George settled down to his work, using the same technique he had found effective before. With his eyes shut, he imagined that the thing with all the teeth was approaching in darkness—tap, slither; tap; click. He wished valiantly for ears to catch the faint approaching sounds. After a long time he thought he was beginning to succeed—or were those mental sounds, unconsciously emitted by one of the other three?
Click. Slither. Swish. Scrape

George opened his eyes, genuinely alarmed. A hundred meters away, facing him across the shallow slope of rocky ground, was a uniformed man just emerging from a stand of black, bamboolike spears. As George raised his eye stalks, the man paused, stared back at him, then shouted and raised his rifle.

George ran. Instantly there was a babble of voices inside him, and the muscles of his “legs” went into wild spasms. “Run, dammit!” he said frantically. “There’s a trooper with—”

The rifle went off with a deafening roar, and George felt a sudden hideous pain aft of his spine. Vivian Bellis screamed. The struggle for possession of their common legs stopped, and they scuttled full speed ahead for the cover of—a nearby boulder. The rifle roared again, and George heard rock splinters screeching through the foliage overhead. Then they were plunging down the side of a gully, up the other slope, over a low hummock and into a forest of tall, bare-limbed trees.

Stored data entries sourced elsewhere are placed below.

//! Command-line interface definition using clap
//!
//! Provides structured argument parsing with automatic help generation.

use clap::{Parser, Subcommand};
use daylog::{LogConfig, LogLevel};
use std::path::PathBuf;

// =============================================================================
// CLI Definition
// =============================================================================

/// Write day- and line-rotated log files
#[derive(Parser, Debug)]
#[command(name = "daylog")]
#[command(author, version, about, long_about = None)]
pub struct Cli {
    /// Enable verbose debug output on stderr
    #[arg(short, long, global = true)]
    pub verbose: bool,

    /// Config file (default: ./daylog.toml if present)
    #[arg(long, value_name = "FILE", global = true)]
    pub config: Option<PathBuf>,

    /// Log file path (overrides config)
    #[arg(long, value_name = "PATH", global = true)]
    pub path: Option<PathBuf>,

    /// Write through the background flush thread (overrides config)
    #[arg(long = "async", global = true)]
    pub is_async: bool,

    /// Lines per file segment (overrides config)
    #[arg(long, value_name = "N", global = true)]
    pub split_lines: Option<u64>,

    /// Maximum line length in bytes (overrides config)
    #[arg(long, value_name = "BYTES", global = true)]
    pub buf_size: Option<usize>,

    #[command(subcommand)]
    pub command: Command,
}

#[derive(Subcommand, Debug)]
pub enum Command {
    /// Write one line
    Write {
        #[arg(short, long, value_enum, default_value_t = LogLevel::Info)]
        level: LogLevel,

        /// Message words, joined with spaces
        #[arg(required = true)]
        message: Vec<String>,
    },

    /// Write every stdin line until EOF or Ctrl-C
    Pipe {
        #[arg(short, long, value_enum, default_value_t = LogLevel::Info)]
        level: LogLevel,

        /// Print the writer status as JSON on exit
        #[arg(long)]
        status: bool,
    },

    /// Print the effective configuration as TOML
    Config,
}

impl Cli {
    /// Apply command-line overrides on top of the loaded config
    pub fn apply_overrides(&self, config: &mut LogConfig) {
        if let Some(path) = &self.path {
            config.path = path.clone();
        }
        if self.is_async {
            config.is_async = true;
        }
        if let Some(split_lines) = self.split_lines {
            config.split_lines = split_lines;
        }
        if let Some(buf_size) = self.buf_size {
            config.buf_size = buf_size;
        }
    }
}

// =============================================================================
// Tests
// =============================================================================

George spotted a leaf-filled hollow and headed for it, fighting somebody else’s desire to keep on running in a straight line. They plopped into the hollow and stayed there while three running men went past them, and for an hour afterward.

Vivian was moaning steadily. Raising his eye stalks cautiously, George was able to see that several jagged splinters of stone had penetrated the monster’s gelatinous flesh near the far rim… They had been very lucky. The shot had apparently been a near miss—accountable only on the grounds that the trooper had been shooting downhill at a moving target—and had shattered the boulder behind them.

Looking more closely, George observed something which excited his professional interest. The whole surface of the monster appeared to be in constant slow ferment: tiny pits opening and closing as if the flesh were boiling… except that here the bubbles of air were not forcing their way outward, but were being engulfed at the surface and pressed down into the interior.

He could also see, deep under the mottled surface of the huge lens-shaped body, four vague clots of darkness which must be the living brains of Gumbs, Bellis, McCarty—and Meister.

Yes, there was one which was radially opposite his own eye stalks. It was an odd thing, George reflected, to be looking at your own brain. No doubt you could get used to it in time.